I, too, am like that chap. So busy looking for empathy that I cannot be bothered to show any. So, why pick on me?

Monday, May 7, 2018

How you ought to live - IV

There are those people who have a rather wholesale idea about thinking up ways for 'How you ought to live'. Most people are content dealing with people on a piecemeal basis but these...they are more ambitious. They prefer to deal with ALL people; to tell ALL of them how they ought to live.

There was this chap some time back, with a frugal taste in mustaches and a fetish for people shooting out their hands at him.
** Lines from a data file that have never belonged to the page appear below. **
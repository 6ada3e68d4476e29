// snaprun - Rail-snapping run-length compression
// Copyright (c) 2025 David Martin Venti
//
// Dual-licensed under AGPL-3.0 and Commercial License.
// See LICENSE file for details.

//! Compressed log format
//!
//! One record per line pair:
//!
//! ```text
//! -R-
//! <count> <value> <timestamp>
//! ```
//!
//! With [`RecordStyle::Compact`] a run of one sample is written as a single
//! bare `<value> <timestamp>` line instead. Timestamps are wall-clock times of
//! day with microseconds; no date is carried, so a capture that crosses
//! midnight cannot be ordered from the log alone.

use crate::config::RecordStyle;
use crate::source::Sample;
use chrono::NaiveTime;
use log::warn;
use std::fmt;
use std::io::{self, Write};

/// Literal line announcing a run record
pub const RUN_MARKER: &str = "-R-";

/// Timestamp layout used when writing
pub const TIMESTAMP_FORMAT: &str = "%H:%M:%S%.6f";

/// Timestamp layout accepted when reading (any fractional precision)
const TIMESTAMP_PARSE_FORMAT: &str = "%H:%M:%S%.f";

/// Render a timestamp the way it appears in every output
pub fn format_timestamp(timestamp: NaiveTime) -> impl fmt::Display {
    timestamp.format(TIMESTAMP_FORMAT)
}

/// Parse a timestamp token
pub fn parse_timestamp(token: &str) -> Option<NaiveTime> {
    NaiveTime::parse_from_str(token, TIMESTAMP_PARSE_FORMAT).ok()
}

/// A run of identical values
#[derive(Debug, Clone, Copy, PartialEq, Eq)]
pub struct RunRecord {
    /// Number of samples in the run (at least 1)
    pub count: u32,
    /// Value shared by the run
    pub value: i64,
    /// Timestamp of the first sample
    pub start: NaiveTime,
}

impl RunRecord {
    /// Create a new record
    pub fn new(count: u32, value: i64, start: NaiveTime) -> Self {
        Self {
            count,
            value,
            start,
        }
    }
}

/// Formats the data line `<count> <value> <timestamp>`
impl fmt::Display for RunRecord {
    fn fmt(&self, f: &mut fmt::Formatter<'_>) -> fmt::Result {
        write!(
            f,
            "{} {} {}",
            self.count,
            self.value,
            format_timestamp(self.start)
        )
    }
}

/// Serializes run records to the primary output
#[derive(Debug)]
pub struct RecordWriter<W> {
    writer: W,
    style: RecordStyle,
    records_written: u64,
    lines_written: u64,
}

impl<W: Write> RecordWriter<W> {
    /// Create a writer
    pub fn new(writer: W, style: RecordStyle) -> Self {
        Self {
            writer,
            style,
            records_written: 0,
            lines_written: 0,
        }
    }

    /// Write one record
    pub fn write_record(&mut self, record: &RunRecord) -> io::Result<()> {
        if self.style == RecordStyle::Compact && record.count == 1 {
            writeln!(
                self.writer,
                "{} {}",
                record.value,
                format_timestamp(record.start)
            )?;
            self.lines_written += 1;
        } else {
            writeln!(self.writer, "{}", RUN_MARKER)?;
            writeln!(self.writer, "{}", record)?;
            self.lines_written += 2;
        }
        self.records_written += 1;
        Ok(())
    }

    /// Flush the underlying writer
    pub fn flush(&mut self) -> io::Result<()> {
        self.writer.flush()
    }

    /// Number of records written
    pub fn records_written(&self) -> u64 {
        self.records_written
    }

    /// Number of lines written
    pub fn lines_written(&self) -> u64 {
        self.lines_written
    }

    /// Get a reference to the underlying writer
    pub fn get_ref(&self) -> &W {
        &self.writer
    }

    /// Unwrap the underlying writer
    pub fn into_inner(self) -> W {
        self.writer
    }
}

/// Best-effort sink for raw samples
///
/// The first failure is logged and disables the sink. Samples offered after
/// that are dropped and counted as failures; nothing reaches the caller.
#[derive(Debug)]
pub struct DebugWriter<W> {
    writer: W,
    failures: u64,
}

impl<W: Write> DebugWriter<W> {
    /// Create a debug writer
    pub fn new(writer: W) -> Self {
        Self {
            writer,
            failures: 0,
        }
    }

    /// Record a raw sample as `<value> <timestamp>`
    pub fn record(&mut self, sample: &Sample) {
        if self.failures > 0 {
            self.failures += 1;
            return;
        }
        let result = writeln!(
            self.writer,
            "{} {}",
            sample.value,
            format_timestamp(sample.timestamp)
        );
        self.note(result);
    }

    /// Flush the underlying writer, unless the sink already failed
    pub fn flush(&mut self) {
        if self.failures > 0 {
            return;
        }
        let result = self.writer.flush();
        self.note(result);
    }

    /// Samples lost to the failure, the failed one included
    pub fn failures(&self) -> u64 {
        self.failures
    }

    /// Unwrap the underlying writer
    pub fn into_inner(self) -> W {
        self.writer
    }

    fn note(&mut self, result: io::Result<()>) {
        if let Err(e) = result {
            warn!("debug output failed, continuing without it: {}", e);
            self.failures += 1;
        }
    }
}

#[cfg(test)]
mod tests {
    use super::*;

    fn ts() -> NaiveTime {
        NaiveTime::from_hms_micro_opt(14, 5, 9, 120).unwrap()
    }

    fn written(style: RecordStyle, records: &[RunRecord]) -> String {
        let mut writer = RecordWriter::new(Vec::new(), style);
        for record in records {
            writer.write_record(record).unwrap();
        }
        String::from_utf8(writer.into_inner()).unwrap()
    }

    #[test]
    fn test_timestamp_format() {
        assert_eq!(format_timestamp(ts()).to_string(), "14:05:09.000120");
        assert_eq!(parse_timestamp("14:05:09.000120"), Some(ts()));
        assert_eq!(
            parse_timestamp("14:05:09.5"),
            NaiveTime::from_hms_milli_opt(14, 5, 9, 500)
        );
        assert_eq!(parse_timestamp("14:05"), None);
        assert_eq!(parse_timestamp("25:00:00.0"), None);
    }

    #[test]
    fn test_unified_style_marks_every_record() {
        let out = written(
            RecordStyle::Unified,
            &[RunRecord::new(1, 512, ts()), RunRecord::new(40, 0, ts())],
        );
        assert_eq!(
            out,
            "-R-\n1 512 14:05:09.000120\n-R-\n40 0 14:05:09.000120\n"
        );
    }

    #[test]
    fn test_compact_style_bare_singles() {
        let out = written(
            RecordStyle::Compact,
            &[RunRecord::new(1, -3, ts()), RunRecord::new(2, 1024, ts())],
        );
        assert_eq!(out, "-3 14:05:09.000120\n-R-\n2 1024 14:05:09.000120\n");
    }

    #[test]
    fn test_writer_counters() {
        let mut writer = RecordWriter::new(Vec::new(), RecordStyle::Compact);
        writer.write_record(&RunRecord::new(1, 1, ts())).unwrap();
        writer.write_record(&RunRecord::new(5, 1, ts())).unwrap();
        assert_eq!(writer.records_written(), 2);
        assert_eq!(writer.lines_written(), 3);
    }

    /// Rejects everything, counting the attempts
    #[derive(Default)]
    struct FailingWriter {
        attempts: usize,
    }

    impl Write for FailingWriter {
        fn write(&mut self, _buf: &[u8]) -> io::Result<usize> {
            self.attempts += 1;
            Err(io::Error::new(io::ErrorKind::Other, "unplugged"))
        }

        fn flush(&mut self) -> io::Result<()> {
            self.attempts += 1;
            Err(io::Error::new(io::ErrorKind::Other, "unplugged"))
        }
    }

    #[test]
    fn test_primary_write_failure_propagates() {
        let mut writer = RecordWriter::new(FailingWriter::default(), RecordStyle::Unified);
        assert!(writer.write_record(&RunRecord::new(1, 1, ts())).is_err());
        assert_eq!(writer.records_written(), 0);
    }

    #[test]
    fn test_debug_writer_stops_after_first_failure() {
        let mut debug = DebugWriter::new(FailingWriter::default());
        debug.record(&Sample::new(3, ts()));
        debug.record(&Sample::new(4, ts()));
        debug.record(&Sample::new(5, ts()));
        debug.flush();
        assert_eq!(debug.failures(), 3);
        assert_eq!(debug.into_inner().attempts, 1);
    }

    #[test]
    fn test_debug_writer_lines() {
        let mut debug = DebugWriter::new(Vec::new());
        debug.record(&Sample::new(17, ts()));
        assert_eq!(
            String::from_utf8(debug.into_inner()).unwrap(),
            "17 14:05:09.000120\n"
        );
    }
}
He had this idea that people should be in three classes, apparently - those who occupied gas ovens, those who ensured that the gas oven occupants did it in an orderly manner, and those who battled the rest of world to ensure that everyone accepted that this was how they ought to live.

Not everyone in this category is that extreme, however. There are those who are content with, say, people learning how to breathe of a morning; or those who only want people to stand around and laugh in parks; or those who are happy if people merely drank a liter of water or avoided dairy foods or some such; why, some do not even want to intrude too much in your life - all they want is for you to periodically put in money in their coffers.

The most active ones, though, have very strong ideas on how you ought to live. The thing is that their idea seems to be one of making you either a 'basher' or a 'bashee'. So, the way you ought to live is by bashing up the 'others' and the way the others ought to live is by getting bashed or going away. Nice, if you end up in the right category, one would think...but for one small hitch.

If only the bashees would accept their position, all would be well, if you are a basher. Unfortunately, someone or the other among them rises up with a similar idea of 'How you ought to live'. The problem, though, is that he wants THEM to be the 'Bashers'. So, as it stands, you have a good chance of being the 'Bashee' for someone or the other. AND, as an incompetent at the art of bashing, you know that the way you ought to live will always be as the 'Bashee'.

It was nice when these 'wholesale' gentlemen were only fringe elements. Now, EVERYONE seems to accept one of the Basher/Bashee sub-sects, so...

It is not longer about 'How you ought to live'. It looks like it will soon be 'Whether you ought to live'.